- [What to produce] Look through the listing below, and wherever a line has the string "Deserialize", copy it.

- [Dataset]
....

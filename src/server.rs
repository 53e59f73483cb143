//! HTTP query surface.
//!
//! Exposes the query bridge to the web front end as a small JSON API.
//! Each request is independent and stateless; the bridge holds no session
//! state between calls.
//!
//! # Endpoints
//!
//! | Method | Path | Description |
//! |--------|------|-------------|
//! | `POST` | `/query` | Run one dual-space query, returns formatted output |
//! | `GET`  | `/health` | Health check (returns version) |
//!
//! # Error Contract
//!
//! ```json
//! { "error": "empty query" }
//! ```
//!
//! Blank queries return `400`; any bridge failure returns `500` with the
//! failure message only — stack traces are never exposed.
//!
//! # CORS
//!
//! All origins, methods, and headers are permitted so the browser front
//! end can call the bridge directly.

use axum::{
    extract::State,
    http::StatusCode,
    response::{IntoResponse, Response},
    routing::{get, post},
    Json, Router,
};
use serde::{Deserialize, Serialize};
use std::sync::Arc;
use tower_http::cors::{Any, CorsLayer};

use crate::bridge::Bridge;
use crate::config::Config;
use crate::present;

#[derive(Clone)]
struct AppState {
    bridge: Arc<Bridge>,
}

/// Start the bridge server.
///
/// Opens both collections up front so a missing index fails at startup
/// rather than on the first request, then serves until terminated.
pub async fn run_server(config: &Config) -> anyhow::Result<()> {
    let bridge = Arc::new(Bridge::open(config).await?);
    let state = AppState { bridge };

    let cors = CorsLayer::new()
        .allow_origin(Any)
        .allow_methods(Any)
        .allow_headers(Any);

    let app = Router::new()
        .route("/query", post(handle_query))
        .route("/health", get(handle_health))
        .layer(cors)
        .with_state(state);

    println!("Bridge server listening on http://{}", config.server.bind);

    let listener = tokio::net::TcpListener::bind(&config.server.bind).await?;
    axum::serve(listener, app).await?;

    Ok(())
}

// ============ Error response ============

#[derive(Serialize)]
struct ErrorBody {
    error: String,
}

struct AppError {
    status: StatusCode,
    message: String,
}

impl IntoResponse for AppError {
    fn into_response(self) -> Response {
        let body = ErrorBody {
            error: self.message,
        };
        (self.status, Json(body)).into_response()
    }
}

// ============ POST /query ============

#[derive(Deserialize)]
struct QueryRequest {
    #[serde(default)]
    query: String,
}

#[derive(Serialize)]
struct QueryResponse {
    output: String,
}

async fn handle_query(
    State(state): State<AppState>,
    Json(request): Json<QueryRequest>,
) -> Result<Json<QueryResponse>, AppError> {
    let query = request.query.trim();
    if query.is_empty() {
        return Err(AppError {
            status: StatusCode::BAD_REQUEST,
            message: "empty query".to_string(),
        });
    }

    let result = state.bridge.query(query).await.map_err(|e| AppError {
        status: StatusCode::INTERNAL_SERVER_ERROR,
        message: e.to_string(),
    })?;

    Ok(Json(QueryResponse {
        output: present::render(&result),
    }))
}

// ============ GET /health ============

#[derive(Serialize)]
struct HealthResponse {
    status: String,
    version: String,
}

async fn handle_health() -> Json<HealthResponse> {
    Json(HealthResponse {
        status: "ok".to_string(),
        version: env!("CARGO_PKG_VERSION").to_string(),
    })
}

....

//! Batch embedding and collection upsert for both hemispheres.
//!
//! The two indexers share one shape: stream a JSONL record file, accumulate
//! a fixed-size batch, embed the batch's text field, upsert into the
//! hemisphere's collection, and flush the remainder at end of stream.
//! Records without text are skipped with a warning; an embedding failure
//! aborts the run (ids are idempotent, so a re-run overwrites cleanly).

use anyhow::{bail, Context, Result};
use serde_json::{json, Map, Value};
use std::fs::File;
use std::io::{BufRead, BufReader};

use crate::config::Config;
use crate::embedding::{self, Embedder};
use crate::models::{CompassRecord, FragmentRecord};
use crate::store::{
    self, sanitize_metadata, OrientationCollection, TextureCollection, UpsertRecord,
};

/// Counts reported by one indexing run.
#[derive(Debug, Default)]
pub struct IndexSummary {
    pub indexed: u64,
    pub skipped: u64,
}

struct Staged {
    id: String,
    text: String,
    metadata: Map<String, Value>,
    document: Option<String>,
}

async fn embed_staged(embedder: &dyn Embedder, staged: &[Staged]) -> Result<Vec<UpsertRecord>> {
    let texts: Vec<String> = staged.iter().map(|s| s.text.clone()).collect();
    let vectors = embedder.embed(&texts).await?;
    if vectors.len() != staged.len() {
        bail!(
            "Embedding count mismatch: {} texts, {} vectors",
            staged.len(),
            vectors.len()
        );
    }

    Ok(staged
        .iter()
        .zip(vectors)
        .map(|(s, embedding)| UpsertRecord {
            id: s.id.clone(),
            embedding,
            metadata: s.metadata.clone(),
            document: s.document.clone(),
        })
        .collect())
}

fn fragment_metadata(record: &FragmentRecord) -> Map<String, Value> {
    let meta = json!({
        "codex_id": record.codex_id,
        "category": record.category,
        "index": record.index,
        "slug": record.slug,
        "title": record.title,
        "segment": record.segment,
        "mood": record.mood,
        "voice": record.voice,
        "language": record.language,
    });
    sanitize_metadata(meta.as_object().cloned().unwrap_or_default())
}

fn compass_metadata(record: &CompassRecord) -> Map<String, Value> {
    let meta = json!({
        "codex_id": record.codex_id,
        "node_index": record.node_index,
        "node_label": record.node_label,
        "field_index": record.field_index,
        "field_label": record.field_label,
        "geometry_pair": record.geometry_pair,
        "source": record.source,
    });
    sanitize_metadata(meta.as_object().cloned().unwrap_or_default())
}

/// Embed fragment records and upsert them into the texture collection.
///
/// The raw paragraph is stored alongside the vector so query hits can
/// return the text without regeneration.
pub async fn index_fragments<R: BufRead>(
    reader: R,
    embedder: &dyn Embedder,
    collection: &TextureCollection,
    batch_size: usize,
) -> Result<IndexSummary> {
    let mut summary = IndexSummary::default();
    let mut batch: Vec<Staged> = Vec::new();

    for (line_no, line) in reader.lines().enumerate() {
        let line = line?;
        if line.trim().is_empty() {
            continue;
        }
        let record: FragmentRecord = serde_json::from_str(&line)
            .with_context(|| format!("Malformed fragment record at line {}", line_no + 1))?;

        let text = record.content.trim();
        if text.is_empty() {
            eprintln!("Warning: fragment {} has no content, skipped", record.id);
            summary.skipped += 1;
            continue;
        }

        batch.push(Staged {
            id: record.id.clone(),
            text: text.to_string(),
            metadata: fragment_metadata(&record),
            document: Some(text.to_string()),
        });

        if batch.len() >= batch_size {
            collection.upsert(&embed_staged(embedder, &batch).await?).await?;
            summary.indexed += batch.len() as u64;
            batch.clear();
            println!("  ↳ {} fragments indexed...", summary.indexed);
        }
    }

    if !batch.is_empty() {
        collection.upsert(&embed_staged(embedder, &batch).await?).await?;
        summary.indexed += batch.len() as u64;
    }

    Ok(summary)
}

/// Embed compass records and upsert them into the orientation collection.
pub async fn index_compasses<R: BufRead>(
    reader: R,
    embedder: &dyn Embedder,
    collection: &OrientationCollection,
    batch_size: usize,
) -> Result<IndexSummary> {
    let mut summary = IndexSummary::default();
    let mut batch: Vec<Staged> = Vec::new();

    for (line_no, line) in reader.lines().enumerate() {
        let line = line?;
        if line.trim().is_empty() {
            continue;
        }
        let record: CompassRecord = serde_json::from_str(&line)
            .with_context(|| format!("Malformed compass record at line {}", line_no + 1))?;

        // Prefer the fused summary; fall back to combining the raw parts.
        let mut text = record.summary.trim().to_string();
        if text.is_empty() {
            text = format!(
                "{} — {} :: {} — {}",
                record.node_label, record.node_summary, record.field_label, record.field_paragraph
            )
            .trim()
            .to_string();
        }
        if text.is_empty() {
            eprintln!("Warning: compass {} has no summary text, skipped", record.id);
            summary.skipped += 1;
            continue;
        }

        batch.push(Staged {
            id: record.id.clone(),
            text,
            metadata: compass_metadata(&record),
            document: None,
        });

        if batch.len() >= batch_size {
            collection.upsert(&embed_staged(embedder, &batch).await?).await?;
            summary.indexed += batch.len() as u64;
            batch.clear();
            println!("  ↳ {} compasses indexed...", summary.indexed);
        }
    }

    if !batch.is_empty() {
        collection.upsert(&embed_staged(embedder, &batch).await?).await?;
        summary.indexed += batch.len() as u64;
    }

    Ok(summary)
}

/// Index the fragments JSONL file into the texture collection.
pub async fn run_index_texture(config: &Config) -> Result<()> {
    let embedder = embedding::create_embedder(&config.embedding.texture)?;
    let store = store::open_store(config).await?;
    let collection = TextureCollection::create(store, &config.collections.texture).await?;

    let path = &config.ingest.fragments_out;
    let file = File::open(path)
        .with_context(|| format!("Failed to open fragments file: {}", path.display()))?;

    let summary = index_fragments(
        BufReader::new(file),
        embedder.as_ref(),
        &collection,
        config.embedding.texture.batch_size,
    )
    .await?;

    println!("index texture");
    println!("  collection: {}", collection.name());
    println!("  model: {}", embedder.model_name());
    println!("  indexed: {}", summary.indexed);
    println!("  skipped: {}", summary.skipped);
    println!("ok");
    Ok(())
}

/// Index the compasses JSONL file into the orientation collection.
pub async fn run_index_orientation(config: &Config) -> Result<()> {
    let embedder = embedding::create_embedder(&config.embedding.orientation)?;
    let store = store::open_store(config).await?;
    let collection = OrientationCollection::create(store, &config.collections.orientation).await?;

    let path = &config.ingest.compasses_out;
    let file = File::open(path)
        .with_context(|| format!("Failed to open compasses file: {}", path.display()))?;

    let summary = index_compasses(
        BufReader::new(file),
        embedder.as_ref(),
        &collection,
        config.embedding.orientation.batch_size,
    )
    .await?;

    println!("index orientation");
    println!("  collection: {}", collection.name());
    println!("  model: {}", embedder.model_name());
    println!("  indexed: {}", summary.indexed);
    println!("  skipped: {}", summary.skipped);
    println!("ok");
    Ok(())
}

....

- [Written response]
use serde::{Deserialize, Serialize};
#[derive(Deserialize)]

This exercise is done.